Dataset entries:
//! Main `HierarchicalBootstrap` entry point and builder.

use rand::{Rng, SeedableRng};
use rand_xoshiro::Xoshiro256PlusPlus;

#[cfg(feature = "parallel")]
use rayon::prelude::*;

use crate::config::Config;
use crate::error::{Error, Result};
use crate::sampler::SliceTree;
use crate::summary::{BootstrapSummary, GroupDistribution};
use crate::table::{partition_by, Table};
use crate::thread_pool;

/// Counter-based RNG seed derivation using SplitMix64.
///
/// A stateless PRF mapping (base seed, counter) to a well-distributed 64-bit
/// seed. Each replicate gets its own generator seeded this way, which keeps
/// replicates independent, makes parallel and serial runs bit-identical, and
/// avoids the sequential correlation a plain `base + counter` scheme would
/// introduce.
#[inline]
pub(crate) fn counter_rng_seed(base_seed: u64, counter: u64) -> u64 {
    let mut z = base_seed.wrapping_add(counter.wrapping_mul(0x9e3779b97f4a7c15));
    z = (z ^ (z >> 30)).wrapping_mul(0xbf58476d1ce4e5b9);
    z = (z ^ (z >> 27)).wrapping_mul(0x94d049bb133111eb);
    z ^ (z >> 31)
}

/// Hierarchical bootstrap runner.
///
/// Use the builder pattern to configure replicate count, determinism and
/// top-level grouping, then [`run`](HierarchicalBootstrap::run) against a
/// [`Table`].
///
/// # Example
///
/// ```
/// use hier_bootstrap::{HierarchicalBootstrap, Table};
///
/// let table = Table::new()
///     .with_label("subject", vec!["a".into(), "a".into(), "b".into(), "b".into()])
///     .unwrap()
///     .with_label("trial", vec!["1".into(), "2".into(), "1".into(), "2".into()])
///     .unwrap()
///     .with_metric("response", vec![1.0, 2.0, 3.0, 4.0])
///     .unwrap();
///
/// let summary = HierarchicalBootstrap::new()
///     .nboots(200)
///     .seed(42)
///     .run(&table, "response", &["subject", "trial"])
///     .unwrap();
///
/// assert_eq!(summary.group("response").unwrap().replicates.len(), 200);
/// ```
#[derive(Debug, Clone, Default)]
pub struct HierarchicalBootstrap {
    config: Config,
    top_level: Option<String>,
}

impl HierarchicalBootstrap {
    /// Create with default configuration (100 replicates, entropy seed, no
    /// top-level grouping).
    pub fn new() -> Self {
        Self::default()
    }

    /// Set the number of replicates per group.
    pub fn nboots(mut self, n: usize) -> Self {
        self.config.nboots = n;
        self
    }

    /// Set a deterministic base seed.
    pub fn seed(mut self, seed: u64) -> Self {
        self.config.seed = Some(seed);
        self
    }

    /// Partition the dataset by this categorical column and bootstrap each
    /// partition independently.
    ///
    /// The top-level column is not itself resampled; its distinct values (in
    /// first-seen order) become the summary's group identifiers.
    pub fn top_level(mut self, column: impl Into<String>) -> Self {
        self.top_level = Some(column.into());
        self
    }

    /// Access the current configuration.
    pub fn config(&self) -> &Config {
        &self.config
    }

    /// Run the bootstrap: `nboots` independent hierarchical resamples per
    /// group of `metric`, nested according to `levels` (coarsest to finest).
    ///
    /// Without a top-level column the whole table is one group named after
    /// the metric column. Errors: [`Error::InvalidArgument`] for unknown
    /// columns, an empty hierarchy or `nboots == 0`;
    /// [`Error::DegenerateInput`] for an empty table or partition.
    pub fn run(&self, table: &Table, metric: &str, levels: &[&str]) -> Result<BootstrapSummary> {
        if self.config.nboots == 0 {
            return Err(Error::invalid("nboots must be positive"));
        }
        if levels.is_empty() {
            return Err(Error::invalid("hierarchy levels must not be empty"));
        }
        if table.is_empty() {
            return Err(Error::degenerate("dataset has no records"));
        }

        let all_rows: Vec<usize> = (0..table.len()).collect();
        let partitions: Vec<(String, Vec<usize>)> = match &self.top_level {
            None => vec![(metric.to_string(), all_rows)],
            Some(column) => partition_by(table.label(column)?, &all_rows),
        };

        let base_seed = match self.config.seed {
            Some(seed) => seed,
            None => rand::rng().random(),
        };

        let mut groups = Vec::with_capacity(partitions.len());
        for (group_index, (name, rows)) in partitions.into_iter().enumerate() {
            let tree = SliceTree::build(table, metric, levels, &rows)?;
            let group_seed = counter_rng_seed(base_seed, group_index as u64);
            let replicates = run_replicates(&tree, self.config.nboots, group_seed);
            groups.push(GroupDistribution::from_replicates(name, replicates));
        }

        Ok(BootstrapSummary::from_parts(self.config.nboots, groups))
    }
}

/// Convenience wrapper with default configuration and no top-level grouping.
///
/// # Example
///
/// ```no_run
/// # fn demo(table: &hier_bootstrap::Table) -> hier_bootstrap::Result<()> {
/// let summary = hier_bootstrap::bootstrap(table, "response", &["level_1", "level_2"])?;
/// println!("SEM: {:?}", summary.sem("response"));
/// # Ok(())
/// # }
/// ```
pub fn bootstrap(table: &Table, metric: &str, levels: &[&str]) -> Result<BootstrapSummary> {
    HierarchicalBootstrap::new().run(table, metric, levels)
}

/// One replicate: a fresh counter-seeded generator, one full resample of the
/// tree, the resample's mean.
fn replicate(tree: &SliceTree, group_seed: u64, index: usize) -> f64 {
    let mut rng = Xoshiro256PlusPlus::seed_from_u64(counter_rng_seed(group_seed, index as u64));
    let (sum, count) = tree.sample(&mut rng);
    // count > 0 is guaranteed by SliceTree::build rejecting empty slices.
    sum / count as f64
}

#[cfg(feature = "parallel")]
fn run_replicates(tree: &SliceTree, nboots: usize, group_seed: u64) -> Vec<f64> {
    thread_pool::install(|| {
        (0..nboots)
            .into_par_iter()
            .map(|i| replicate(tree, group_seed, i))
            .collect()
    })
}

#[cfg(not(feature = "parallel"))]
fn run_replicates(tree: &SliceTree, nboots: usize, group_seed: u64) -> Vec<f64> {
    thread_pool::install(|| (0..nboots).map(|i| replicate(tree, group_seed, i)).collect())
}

...

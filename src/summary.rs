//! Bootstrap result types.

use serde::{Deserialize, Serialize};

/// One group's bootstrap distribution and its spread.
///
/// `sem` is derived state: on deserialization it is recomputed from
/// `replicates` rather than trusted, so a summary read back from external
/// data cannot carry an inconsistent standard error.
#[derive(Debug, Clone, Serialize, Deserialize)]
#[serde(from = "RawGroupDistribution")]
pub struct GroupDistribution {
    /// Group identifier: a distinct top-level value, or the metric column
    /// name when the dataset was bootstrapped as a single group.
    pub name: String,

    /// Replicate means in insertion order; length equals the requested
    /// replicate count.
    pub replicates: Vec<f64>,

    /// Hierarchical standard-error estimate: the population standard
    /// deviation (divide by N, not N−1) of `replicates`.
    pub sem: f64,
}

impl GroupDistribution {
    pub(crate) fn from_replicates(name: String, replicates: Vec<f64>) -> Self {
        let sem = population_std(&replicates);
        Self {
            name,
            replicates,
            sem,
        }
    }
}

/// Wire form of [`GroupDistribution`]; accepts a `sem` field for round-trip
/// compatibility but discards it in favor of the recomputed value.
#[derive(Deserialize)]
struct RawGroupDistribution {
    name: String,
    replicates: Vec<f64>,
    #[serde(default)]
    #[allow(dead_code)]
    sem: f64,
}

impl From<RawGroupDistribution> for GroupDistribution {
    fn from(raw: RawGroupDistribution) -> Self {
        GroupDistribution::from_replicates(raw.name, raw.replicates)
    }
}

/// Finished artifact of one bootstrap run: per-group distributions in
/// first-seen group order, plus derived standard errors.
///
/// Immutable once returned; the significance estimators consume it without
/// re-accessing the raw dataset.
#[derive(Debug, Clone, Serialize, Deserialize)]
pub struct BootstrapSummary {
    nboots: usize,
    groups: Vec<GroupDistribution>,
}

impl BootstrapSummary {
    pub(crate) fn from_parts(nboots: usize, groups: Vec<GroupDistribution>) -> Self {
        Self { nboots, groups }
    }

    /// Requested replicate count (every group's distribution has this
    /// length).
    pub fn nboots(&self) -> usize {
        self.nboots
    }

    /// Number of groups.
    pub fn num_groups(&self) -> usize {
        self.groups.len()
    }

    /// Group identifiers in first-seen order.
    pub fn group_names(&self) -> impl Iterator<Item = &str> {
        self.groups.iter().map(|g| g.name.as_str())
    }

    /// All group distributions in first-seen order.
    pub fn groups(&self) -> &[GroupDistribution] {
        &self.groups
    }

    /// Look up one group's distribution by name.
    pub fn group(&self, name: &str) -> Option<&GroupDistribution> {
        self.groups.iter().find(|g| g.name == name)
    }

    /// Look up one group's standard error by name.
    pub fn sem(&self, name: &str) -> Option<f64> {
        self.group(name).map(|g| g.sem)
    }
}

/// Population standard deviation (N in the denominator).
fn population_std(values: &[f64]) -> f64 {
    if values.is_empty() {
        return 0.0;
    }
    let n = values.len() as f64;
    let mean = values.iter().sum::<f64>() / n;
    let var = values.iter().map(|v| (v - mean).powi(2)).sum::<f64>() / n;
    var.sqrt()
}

...

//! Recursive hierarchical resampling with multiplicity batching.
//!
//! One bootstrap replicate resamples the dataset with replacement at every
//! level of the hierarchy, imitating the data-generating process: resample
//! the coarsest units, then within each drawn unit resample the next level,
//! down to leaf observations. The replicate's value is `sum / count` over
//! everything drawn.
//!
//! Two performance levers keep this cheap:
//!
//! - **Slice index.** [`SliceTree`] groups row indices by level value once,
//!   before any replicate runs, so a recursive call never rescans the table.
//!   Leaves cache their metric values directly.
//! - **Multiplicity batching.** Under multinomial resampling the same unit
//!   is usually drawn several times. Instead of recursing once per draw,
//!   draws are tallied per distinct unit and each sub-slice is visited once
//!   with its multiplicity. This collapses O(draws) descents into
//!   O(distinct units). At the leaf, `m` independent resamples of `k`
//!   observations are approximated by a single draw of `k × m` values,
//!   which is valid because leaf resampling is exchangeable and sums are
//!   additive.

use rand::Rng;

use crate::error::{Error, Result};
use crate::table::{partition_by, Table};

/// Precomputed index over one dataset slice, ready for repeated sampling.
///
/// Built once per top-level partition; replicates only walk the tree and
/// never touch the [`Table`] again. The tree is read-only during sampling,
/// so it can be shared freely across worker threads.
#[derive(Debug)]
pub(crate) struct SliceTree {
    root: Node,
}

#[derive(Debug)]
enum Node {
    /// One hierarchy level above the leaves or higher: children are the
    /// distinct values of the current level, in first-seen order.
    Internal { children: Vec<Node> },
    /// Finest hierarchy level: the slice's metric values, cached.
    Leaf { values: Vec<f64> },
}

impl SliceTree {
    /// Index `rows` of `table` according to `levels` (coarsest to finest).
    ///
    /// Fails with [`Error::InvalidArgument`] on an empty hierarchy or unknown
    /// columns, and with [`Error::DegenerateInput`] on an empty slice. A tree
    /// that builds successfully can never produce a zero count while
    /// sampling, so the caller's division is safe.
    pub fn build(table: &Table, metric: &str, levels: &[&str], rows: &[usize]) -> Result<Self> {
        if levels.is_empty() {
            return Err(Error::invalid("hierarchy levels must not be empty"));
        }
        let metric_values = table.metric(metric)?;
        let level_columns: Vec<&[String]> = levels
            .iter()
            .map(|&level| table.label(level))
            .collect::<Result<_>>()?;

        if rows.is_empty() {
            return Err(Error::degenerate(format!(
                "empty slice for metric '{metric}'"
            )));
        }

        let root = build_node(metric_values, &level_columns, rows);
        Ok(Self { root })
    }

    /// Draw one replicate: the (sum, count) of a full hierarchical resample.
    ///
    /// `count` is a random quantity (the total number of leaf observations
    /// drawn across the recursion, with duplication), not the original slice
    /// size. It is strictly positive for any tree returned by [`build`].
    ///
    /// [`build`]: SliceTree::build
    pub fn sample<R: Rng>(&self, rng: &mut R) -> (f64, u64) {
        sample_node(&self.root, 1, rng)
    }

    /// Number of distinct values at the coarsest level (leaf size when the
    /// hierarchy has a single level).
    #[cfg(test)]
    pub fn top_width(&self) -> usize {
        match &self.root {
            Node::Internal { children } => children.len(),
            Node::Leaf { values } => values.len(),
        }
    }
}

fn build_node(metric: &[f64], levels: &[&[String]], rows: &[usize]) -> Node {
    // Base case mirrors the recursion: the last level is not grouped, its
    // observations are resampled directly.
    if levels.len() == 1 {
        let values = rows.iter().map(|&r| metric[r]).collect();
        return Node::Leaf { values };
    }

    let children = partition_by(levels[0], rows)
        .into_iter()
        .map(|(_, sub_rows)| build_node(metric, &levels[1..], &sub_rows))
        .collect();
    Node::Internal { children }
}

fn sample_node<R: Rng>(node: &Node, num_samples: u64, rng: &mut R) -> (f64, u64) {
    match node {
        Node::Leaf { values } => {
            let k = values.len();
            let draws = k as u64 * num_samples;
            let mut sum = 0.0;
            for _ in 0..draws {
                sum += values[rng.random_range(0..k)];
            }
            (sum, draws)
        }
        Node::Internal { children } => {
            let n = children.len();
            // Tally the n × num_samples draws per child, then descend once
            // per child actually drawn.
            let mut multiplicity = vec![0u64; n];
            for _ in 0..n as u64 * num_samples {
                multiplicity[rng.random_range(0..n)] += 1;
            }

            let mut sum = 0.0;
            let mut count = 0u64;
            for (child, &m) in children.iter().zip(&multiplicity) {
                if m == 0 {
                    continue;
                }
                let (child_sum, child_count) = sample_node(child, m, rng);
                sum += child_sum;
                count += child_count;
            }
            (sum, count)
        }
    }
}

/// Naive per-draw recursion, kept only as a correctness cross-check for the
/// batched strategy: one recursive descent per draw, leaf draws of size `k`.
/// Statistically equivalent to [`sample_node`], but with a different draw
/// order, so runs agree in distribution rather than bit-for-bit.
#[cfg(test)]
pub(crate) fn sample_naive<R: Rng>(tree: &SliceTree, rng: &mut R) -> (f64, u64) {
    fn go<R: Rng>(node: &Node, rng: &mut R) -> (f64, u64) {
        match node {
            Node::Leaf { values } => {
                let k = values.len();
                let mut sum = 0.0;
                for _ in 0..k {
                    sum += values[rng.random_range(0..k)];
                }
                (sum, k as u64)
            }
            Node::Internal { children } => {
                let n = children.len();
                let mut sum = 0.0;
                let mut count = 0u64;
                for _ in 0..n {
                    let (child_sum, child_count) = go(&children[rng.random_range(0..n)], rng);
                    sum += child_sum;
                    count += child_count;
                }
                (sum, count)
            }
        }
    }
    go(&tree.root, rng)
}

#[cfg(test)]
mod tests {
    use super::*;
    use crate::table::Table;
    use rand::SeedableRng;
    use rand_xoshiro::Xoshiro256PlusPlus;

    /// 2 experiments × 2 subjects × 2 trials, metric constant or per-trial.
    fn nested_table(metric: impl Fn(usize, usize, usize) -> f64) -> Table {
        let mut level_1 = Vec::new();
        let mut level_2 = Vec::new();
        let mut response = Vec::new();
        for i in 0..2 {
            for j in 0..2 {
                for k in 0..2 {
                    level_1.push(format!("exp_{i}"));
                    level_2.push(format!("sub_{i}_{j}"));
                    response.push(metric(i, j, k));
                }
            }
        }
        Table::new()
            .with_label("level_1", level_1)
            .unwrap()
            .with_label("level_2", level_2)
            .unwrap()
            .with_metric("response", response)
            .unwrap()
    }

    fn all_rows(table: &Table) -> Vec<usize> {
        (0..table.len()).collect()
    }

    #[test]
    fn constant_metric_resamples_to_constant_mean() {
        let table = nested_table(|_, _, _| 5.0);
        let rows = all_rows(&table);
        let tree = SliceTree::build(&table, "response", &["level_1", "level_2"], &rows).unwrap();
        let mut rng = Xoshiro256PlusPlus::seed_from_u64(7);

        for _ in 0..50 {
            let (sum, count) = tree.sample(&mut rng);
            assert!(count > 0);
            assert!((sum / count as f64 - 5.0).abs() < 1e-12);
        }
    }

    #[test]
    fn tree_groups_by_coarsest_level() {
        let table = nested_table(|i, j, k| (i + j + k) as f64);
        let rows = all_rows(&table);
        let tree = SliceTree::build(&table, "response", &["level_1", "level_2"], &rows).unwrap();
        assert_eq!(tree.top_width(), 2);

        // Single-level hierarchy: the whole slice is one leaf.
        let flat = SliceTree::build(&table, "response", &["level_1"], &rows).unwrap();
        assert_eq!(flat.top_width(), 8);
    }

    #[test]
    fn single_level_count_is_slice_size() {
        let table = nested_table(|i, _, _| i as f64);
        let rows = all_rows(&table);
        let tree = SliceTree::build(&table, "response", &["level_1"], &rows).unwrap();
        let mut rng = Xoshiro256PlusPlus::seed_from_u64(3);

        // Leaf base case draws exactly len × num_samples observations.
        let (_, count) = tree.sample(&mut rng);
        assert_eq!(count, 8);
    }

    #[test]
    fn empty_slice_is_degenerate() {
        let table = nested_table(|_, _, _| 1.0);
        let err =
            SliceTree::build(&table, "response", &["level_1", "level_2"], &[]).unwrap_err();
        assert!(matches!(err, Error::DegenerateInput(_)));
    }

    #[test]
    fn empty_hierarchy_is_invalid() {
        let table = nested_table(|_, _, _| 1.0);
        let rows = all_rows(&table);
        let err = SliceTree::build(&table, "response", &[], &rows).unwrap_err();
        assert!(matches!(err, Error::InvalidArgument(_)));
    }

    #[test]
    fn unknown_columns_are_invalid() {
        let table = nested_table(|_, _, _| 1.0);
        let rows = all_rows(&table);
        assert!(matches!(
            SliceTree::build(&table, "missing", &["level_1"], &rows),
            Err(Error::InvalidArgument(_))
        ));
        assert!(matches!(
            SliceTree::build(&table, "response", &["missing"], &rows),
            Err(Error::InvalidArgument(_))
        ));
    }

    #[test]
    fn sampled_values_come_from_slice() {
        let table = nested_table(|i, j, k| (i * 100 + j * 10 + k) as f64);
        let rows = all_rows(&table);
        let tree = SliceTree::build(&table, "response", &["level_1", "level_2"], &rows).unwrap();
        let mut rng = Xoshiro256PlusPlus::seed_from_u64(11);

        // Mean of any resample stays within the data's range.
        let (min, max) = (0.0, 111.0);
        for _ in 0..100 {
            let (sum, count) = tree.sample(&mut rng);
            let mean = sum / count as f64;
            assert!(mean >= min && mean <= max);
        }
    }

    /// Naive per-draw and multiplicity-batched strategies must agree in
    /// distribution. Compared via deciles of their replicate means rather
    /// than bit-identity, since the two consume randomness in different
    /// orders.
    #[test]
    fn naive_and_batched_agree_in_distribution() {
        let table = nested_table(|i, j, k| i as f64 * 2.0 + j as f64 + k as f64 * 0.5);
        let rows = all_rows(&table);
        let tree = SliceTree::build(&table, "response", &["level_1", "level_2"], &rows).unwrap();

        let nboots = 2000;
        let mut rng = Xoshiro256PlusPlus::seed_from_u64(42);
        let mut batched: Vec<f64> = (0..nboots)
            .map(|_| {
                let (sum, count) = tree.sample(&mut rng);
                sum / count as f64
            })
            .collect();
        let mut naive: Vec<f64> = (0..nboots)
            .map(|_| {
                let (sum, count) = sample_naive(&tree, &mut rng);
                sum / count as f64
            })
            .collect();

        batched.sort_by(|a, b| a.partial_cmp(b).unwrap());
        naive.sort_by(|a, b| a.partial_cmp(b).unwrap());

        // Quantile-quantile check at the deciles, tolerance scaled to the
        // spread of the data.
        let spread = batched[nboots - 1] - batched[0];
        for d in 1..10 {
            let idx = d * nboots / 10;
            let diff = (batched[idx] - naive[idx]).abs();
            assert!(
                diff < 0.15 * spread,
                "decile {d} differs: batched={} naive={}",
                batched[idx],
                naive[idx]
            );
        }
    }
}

→ TASK INSTRUCTIONS: Where a line in the records above includes the string "matches", show it.

→ ANSWER AREA:
        assert!(matches!(err, Error::DegenerateInput(_)));
        assert!(matches!(err, Error::InvalidArgument(_)));
        assert!(matches!(
        assert!(matches!(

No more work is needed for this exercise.